To reproduce the problem, I've been running the following on an 8-core opteron system with 4 nge NICs, 8G of RAM, and 8 SAS disks. 7 of the SAS disks are configured as 7 single-disk zpools (named pool1, pool2, ..., and pool7; mounted in the default place (/pool1, /pool2, ..., /pool7). I created directories /pool<N>/test (required for the FilePat test), then I fired up 6 FilePat processes per "disk", with the following script:
---------------------8<-----------------------
#!/bin/tcsh
set c = 1;
set LOGDIR=/export/home/tests/FilePat/V005/Solaris/X86
set EXECDIR=/export/home/tests/FilePat/V005/Solaris/X86
foreach x ( /pool? )
# 6 procs per pool:
set numprocs = 6
while ( $numprocs != 0 )
${EXECDIR}/FilePatternTest.bin -b 102928 -r 3 -f 3083 \
-hours 234 -minutes 0 -dir ${x}/test -s pingpong \
>& "${LOGDIR}/FilePatternTest-`printf %03d ${c}`-`date +%Y-%m-%d`.log" &
@ c++;
@ numprocs--;
end
end
---------------------8<-----------------------
After the FilePat tests were running, I kicked off 3 corrupt_tcp server processes on the same system:
./corrupt_tcp_svr -b 262144 -p 5650 -s 64095
./corrupt_tcp_svr -b 262144 -p 5651 -s 64095
./corrupt_tcp_svr -b 262144 -p 5648 -s 64000
(and on the crossover-connected client system, I fired up 3 clients:
./corrupt_tcp_cli -b 262144 -p 5651 -s 64095 -t 432000 192.168.4.1
./corrupt_tcp_cli -b 262144 -p 5650 -s 64095 -t 432000 192.168.3.1
./corrupt_tcp_cli -b 262144 -p 5648 -s 64000 -t 432000 192.168.1.1
)
At the start of the test, the netstat output is consistent with performance we get from s10u4 FCS:
input e1000g output input (Total) output
packets errs packets errs colls packets errs packets errs colls
8075 0 2511 0 0 1240289189 0 621405498 0 0
1 0 0 0 0 241535 0 121680 0 0
3 0 0 0 0 248534 0 124522 0 0
0 0 0 0 0 249430 0 125125 0 0
0 0 0 0 0 249272 0 124638 0 0
1 0 0 0 0 249185 0 125340 0 0
0 0 0 0 0 248530 0 124514 0 0
...
But, within 15 minutes, the packet rate degrades.
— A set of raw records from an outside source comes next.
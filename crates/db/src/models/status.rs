//! Status helper enum mapping to the SMALLINT status column.
//!
//! Discriminants are the production wire values reported to clients
//! and written by the webhook receiver; they are part of the external
//! contract and must never be renumbered.

/// Status ID type matching SMALLINT in the database.
pub type StatusId = i16;

macro_rules! define_status_enum {
    (
        $(#[$meta:meta])*
        $name:ident {
            $( $(#[$vmeta:meta])* $variant:ident = $val:expr ),+ $(,)?
        }
    ) => {
        $(#[$meta])*
        #[repr(i16)]
        #[derive(Debug, Clone, Copy, PartialEq, Eq)]
        pub enum $name {
            $( $(#[$vmeta])* $variant = $val ),+
        }

        impl $name {
            /// Return the database status ID.
            pub fn id(self) -> StatusId {
                self as StatusId
            }
        }

        impl From<$name> for StatusId {
            fn from(value: $name) -> Self {
                value as StatusId
            }
        }
    };
}

define_status_enum! {
    /// Generation task lifecycle status.
    ///
    /// The orchestrator only ever writes `Pending` (at creation,
    /// reconciliation, and fallback rewrite); the webhook receiver
    /// advances rows to the other states.
    GenerationStatus {
        Failed = 0,
        Processing = 1,
        Completed = 2,
        Pending = 3,
    }
}

/// Statuses whose cost counts toward a user's soft reservation.
pub const IN_FLIGHT_STATUSES: [StatusId; 2] = [
    GenerationStatus::Pending as StatusId,
    GenerationStatus::Processing as StatusId,
];
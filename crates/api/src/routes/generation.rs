//! Route definitions for generation task submission.
//!
//! ```text
//! POST /submit      submit a generation batch
//! POST /fallback    re-route an existing task to a fallback model
//! ```
//!
//! The webhook that providers call back into is handled by the
//! callback service, not this server.

use axum::routing::post;
use axum::Router;

use crate::handlers::generation;
use crate::state::AppState;

pub fn router() -> Router<AppState> {
    Router::new()
        .route("/submit", post(generation::submit))
        .route("/fallback", post(generation::create_fallback))
}
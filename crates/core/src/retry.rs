//! Bounded retry schedule for placeholder reconciliation.

use std::time::Duration;

/// Maximum reconciliation attempts before the protocol compensates.
pub const RECONCILE_MAX_ATTEMPTS: u32 = 5;

/// Base delay unit for the linear reconciliation backoff.
pub const RECONCILE_BASE_DELAY: Duration = Duration::from_millis(200);

/// A bounded retry schedule with linearly increasing delay.
///
/// Attempt numbers are 1-based; the delay after attempt `n` is
/// `base_delay * n`, so the default schedule sleeps 200ms, 400ms,
/// 600ms, 800ms between its five attempts.
#[derive(Debug, Clone, Copy)]
pub struct RetryPolicy {
    pub max_attempts: u32,
    pub base_delay: Duration,
}

impl RetryPolicy {
    pub const fn new(max_attempts: u32, base_delay: Duration) -> Self {
        Self {
            max_attempts,
            base_delay,
        }
    }

    /// Delay to sleep after the given (1-based) failed attempt.
    pub fn delay_after(&self, attempt: u32) -> Duration {
        self.base_delay * attempt
    }

    /// Whether another attempt remains after the given (1-based) attempt.
    pub fn has_next(&self, attempt: u32) -> bool {
        attempt < self.max_attempts
    }
}

impl Default for RetryPolicy {
    fn default() -> Self {
        Self::new(RECONCILE_MAX_ATTEMPTS, RECONCILE_BASE_DELAY)
    }
}

// ---------------------------------------------------------------------------
// Tests
// ---------------------------------------------------------------------------

#[cfg(test)]
mod tests {
    use super::*;

    #[test]
    fn delay_grows_linearly() {
        let policy = RetryPolicy::default();
        assert_eq!(policy.delay_after(1), Duration::from_millis(200));
        assert_eq!(policy.delay_after(2), Duration::from_millis(400));
        assert_eq!(policy.delay_after(4), Duration::from_millis(800));
    }

    #[test]
    fn has_next_stops_at_max() {
        let policy = RetryPolicy::new(5, Duration::from_millis(200));
        assert!(policy.has_next(4));
        assert!(!policy.has_next(5));
    }

    #[test]
    fn single_attempt_policy_never_retries() {
        let policy = RetryPolicy::new(1, Duration::ZERO);
        assert!(!policy.has_next(1));
    }
}
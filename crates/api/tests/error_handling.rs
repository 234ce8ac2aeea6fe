//! Tests for `AppError` → HTTP response mapping.
//!
//! These tests verify that each error category produces the correct
//! HTTP status code, error code, and message. They do NOT need an HTTP
//! server -- they call `IntoResponse` directly on `AppError` values.

use axum::response::IntoResponse;
use http_body_util::BodyExt;

use pictor_api::error::AppError;
use pictor_core::error::SubmitError;
use pictor_core::types::Platform;
use pictor_orchestrator::FallbackError;

/// Helper: convert an `AppError` into its status code and parsed JSON body.
async fn error_to_response(err: AppError) -> (axum::http::StatusCode, serde_json::Value) {
    let response = err.into_response();
    let status = response.status();
    let bytes = response.into_body().collect().await.unwrap().to_bytes();
    let json: serde_json::Value = serde_json::from_slice(&bytes).unwrap();
    (status, json)
}

// ---------------------------------------------------------------------------
// Test: ModelNotFound maps to 400 with MODEL_NOT_FOUND code
// ---------------------------------------------------------------------------

#[tokio::test]
async fn model_not_found_returns_400() {
    let err = AppError::Submit(SubmitError::ModelNotFound(42));

    let (status, json) = error_to_response(err).await;

    assert_eq!(status, axum::http::StatusCode::BAD_REQUEST);
    assert_eq!(json["code"], "MODEL_NOT_FOUND");
    assert_eq!(json["error"], "Model not found");
}

// ---------------------------------------------------------------------------
// Test: InsufficientCredits maps to 402 with NOT_ENOUGH_CREDITS code
// ---------------------------------------------------------------------------

#[tokio::test]
async fn insufficient_credits_returns_402() {
    let err = AppError::Submit(SubmitError::InsufficientCredits { required: 120.0 });

    let (status, json) = error_to_response(err).await;

    assert_eq!(status, axum::http::StatusCode::PAYMENT_REQUIRED);
    assert_eq!(json["code"], "NOT_ENOUGH_CREDITS");
}

// ---------------------------------------------------------------------------
// Test: RateLimitExceeded maps to 429
// ---------------------------------------------------------------------------

#[tokio::test]
async fn rate_limit_returns_429() {
    let err = AppError::Submit(SubmitError::RateLimitExceeded { category: "video" });

    let (status, json) = error_to_response(err).await;

    assert_eq!(status, axum::http::StatusCode::TOO_MANY_REQUESTS);
    assert_eq!(json["code"], "RATE_LIMIT_EXCEEDED");
}

// ---------------------------------------------------------------------------
// Test: InvalidParams with provider context carries details
// ---------------------------------------------------------------------------

#[tokio::test]
async fn invalid_params_with_provider_context_includes_details() {
    let err = AppError::Submit(SubmitError::InvalidParams {
        message: "duration must be 5 or 9".into(),
        model: Some("luma/ray-flash-2-720p".into()),
        platform: Some(Platform::Replicate),
    });

    let (status, json) = error_to_response(err).await;

    assert_eq!(status, axum::http::StatusCode::BAD_REQUEST);
    assert_eq!(json["code"], "INVALID_PARAMS");
    assert_eq!(json["details"]["platform"], "replicate");
    assert_eq!(json["details"]["model"], "luma/ray-flash-2-720p");
    assert_eq!(json["details"]["message"], "duration must be 5 or 9");
}

// ---------------------------------------------------------------------------
// Test: InvalidParams without context omits details
// ---------------------------------------------------------------------------

#[tokio::test]
async fn invalid_params_without_context_has_no_details() {
    let err = AppError::Submit(SubmitError::invalid_params("prompt is required"));

    let (status, json) = error_to_response(err).await;

    assert_eq!(status, axum::http::StatusCode::BAD_REQUEST);
    assert!(json.get("details").is_none());
}

// ---------------------------------------------------------------------------
// Test: SubmissionFailed maps to 502
// ---------------------------------------------------------------------------

#[tokio::test]
async fn submission_failed_returns_502() {
    let err = AppError::Submit(SubmitError::SubmissionFailed("Failed to submit task".into()));

    let (status, json) = error_to_response(err).await;

    assert_eq!(status, axum::http::StatusCode::BAD_GATEWAY);
    assert_eq!(json["code"], "SUBMISSION_FAILED");
}

// ---------------------------------------------------------------------------
// Test: fallback rewrite failure sanitizes to a 500
// ---------------------------------------------------------------------------

#[tokio::test]
async fn fallback_rewrite_failure_returns_500() {
    let err = AppError::Fallback(FallbackError::RewriteFailed);

    let (status, json) = error_to_response(err).await;

    assert_eq!(status, axum::http::StatusCode::INTERNAL_SERVER_ERROR);
    assert_eq!(json["code"], "INTERNAL_ERROR");
}

// ---------------------------------------------------------------------------
// Test: Unauthorized maps to 401
// ---------------------------------------------------------------------------

#[tokio::test]
async fn unauthorized_returns_401() {
    let err = AppError::Unauthorized("missing x-user-id header".into());

    let (status, json) = error_to_response(err).await;

    assert_eq!(status, axum::http::StatusCode::UNAUTHORIZED);
    assert_eq!(json["code"], "UNAUTHORIZED");
}

// ---------------------------------------------------------------------------
// Test: InternalError sanitizes its message
// ---------------------------------------------------------------------------

#[tokio::test]
async fn internal_error_returns_500_and_sanitizes_message() {
    let err = AppError::InternalError("secret database credentials leaked".into());

    let (status, json) = error_to_response(err).await;

    assert_eq!(status, axum::http::StatusCode::INTERNAL_SERVER_ERROR);
    assert_eq!(json["code"], "INTERNAL_ERROR");

    // The response body must NOT contain the original error details.
    let body_text = json.to_string();
    assert!(
        !body_text.contains("secret"),
        "Internal error response must not leak sensitive details"
    );
    assert_eq!(json["error"], "An internal error occurred");
}
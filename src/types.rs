use std::path::PathBuf;

use chrono::{DateTime, Utc};
use serde::{Deserialize, Serialize};

/// Explicit benchmark configuration. Replaces the defaulted parameters the
/// original harness baked into its function signatures.
#[derive(Debug, Clone, PartialEq)]
pub struct BenchConfig {
    pub interpreter: PathBuf,
    pub server_mode: bool,
    pub min_heap_mb: u32,
    pub max_heap_mb: u32,
    pub target: String,
}

impl Default for BenchConfig {
    fn default() -> Self {
        Self {
            interpreter: PathBuf::from("java"),
            server_mode: true,
            min_heap_mb: 64,
            max_heap_mb: 4096,
            target: "PairingHeapMain".to_string(),
        }
    }
}

/// Config file overlay (loosely typed). Every field is optional; absent
/// fields keep their `BenchConfig` defaults.
#[derive(Debug, Default, Deserialize)]
pub struct BenchConfigFile {
    pub interpreter: Option<PathBuf>,
    #[serde(rename = "server-mode")]
    pub server_mode: Option<bool>,
    #[serde(rename = "min-heap-mb")]
    pub min_heap_mb: Option<u32>,
    #[serde(rename = "max-heap-mb")]
    pub max_heap_mb: Option<u32>,
    pub target: Option<String>,
}

/// Outcome of one timed run.
#[derive(Debug, Clone, Serialize)]
pub struct BenchmarkResult {
    pub command: String,
    pub started_at: DateTime<Utc>,
    pub duration_secs: f64,
    pub exit_code: Option<i32>,
}

/// Wraps a string in single quotes, escaping internal single quotes as `'\''`.
pub fn shell_escape_single_quote(s: &str) -> String {
    let mut out = String::with_capacity(s.len() + 2);
    out.push('\'');
    for c in s.chars() {
        if c == '\'' {
            out.push_str("'\\''");
        } else {
            out.push(c);
        }
    }
    out.push('\'');
    out
}
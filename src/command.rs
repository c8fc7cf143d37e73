use crate::types::{BenchConfig, shell_escape_single_quote};

/// Assemble the command as an ordered token vector:
/// `[interpreter, -server?, -Xms{min}m, -Xmx{max}m, target]`.
///
/// Tokens are passed to the OS directly (no shell), so no quoting or
/// injection concerns apply here. The original harness produced two
/// orderings of the same tokens; both JVMs accept either, and this is the
/// single canonical form.
pub fn build_command(config: &BenchConfig) -> Vec<String> {
    let mut tokens = Vec::with_capacity(5);
    tokens.push(config.interpreter.to_string_lossy().into_owned());
    if config.server_mode {
        tokens.push("-server".to_string());
    }
    tokens.push(format!("-Xms{}m", config.min_heap_mb));
    tokens.push(format!("-Xmx{}m", config.max_heap_mb));
    tokens.push(config.target.clone());
    tokens
}

/// Render a token vector for display, quoting tokens a shell would mangle.
/// Display only; execution always goes through the token vector.
pub fn render_command(tokens: &[String]) -> String {
    tokens
        .iter()
        .map(|t| {
            if needs_quoting(t) {
                shell_escape_single_quote(t)
            } else {
                t.clone()
            }
        })
        .collect::<Vec<_>>()
        .join(" ")
}

fn needs_quoting(token: &str) -> bool {
    token.is_empty()
        || token
            .chars()
            .any(|c| c.is_whitespace() || matches!(c, '\'' | '"' | '$' | '`' | '\\' | '*' | '?'))
}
(I've noticed that the packet count varies wildly between ~250,000 and ~125,000 (in the first few minutes) before ultimately settling on the super-low throughput shown in the following output):
input e1000g output input (Total) output
packets errs packets errs colls packets errs packets errs colls
363 0 457 0 0 5077286910 0 2545551874 0 0
0 0 0 0 0 32 0 30 0 0
0 0 0 0 0 82 0 38 0 0
0 0 0 0 0 61 0 34 0 0
0 0 0 0 0 50 0 25 0 0
0 0 0 0 0 47 0 25 0 0
0 0 0 0 0 25 0 27 0 0
0 0 0 0 0 97 0 46 0 0
0 0 0 0 0 58 0 28 0 0
0 0 0 0 0 70 0 49 0 0
0 0 0 0 0 53 0 25 0 0
0 0 0 0 0 54 0 36 0 0
0 0 0 0 0 51 0 52 0 0
0 0 0 0 0 6 0 17 0 0
0 0 0 0 0 6 0 12 0 0
0 0 0 0 0 9 0 31 0 0
0 0 0 0 0 113 0 74 0 0
0 0 0 0 0 105 0 57 0 0
0 0 0 0 0 58 0 32 0 0
0 0 0 0 0 6 0 21 0 0
0 0 0 0 0 110 0 44 0 0
0 0 0 0 0 59 0 33 0 0
0 0 0 0 0 28 0 34 0 0
0 0 0 0 0 111957 0 55986 0 0
0 0 0 0 0 56378 0 28036 0 0
0 0 0 0 0 115 0 31 0 0
0 0 0 0 0 477 0 186 0 0
0 0 0 0 0 179 0 280 0 0
0 0 0 0 0 249 0 231 0 0
0 0 0 0 0 137 0 185 0 0
0 0 0 0 0 113 0 60 0 0
0 0 0 0 0 186 0 96 0 0
0 0 0 0 0 146 0 70 0 0
0 0 0 0 0 149 0 61 0 0
0 0 0 0 0 193 0 170 0 0
0 0 0 0 0 70 0 96 0 0
0 0 0 0 0 100 0 52 0 0
0 0 0 0 0 55 0 30 0 0
0 0 0 0 0 84 0 45 0 0
(Note that there are bursts of packets, but overall, the performance is poor)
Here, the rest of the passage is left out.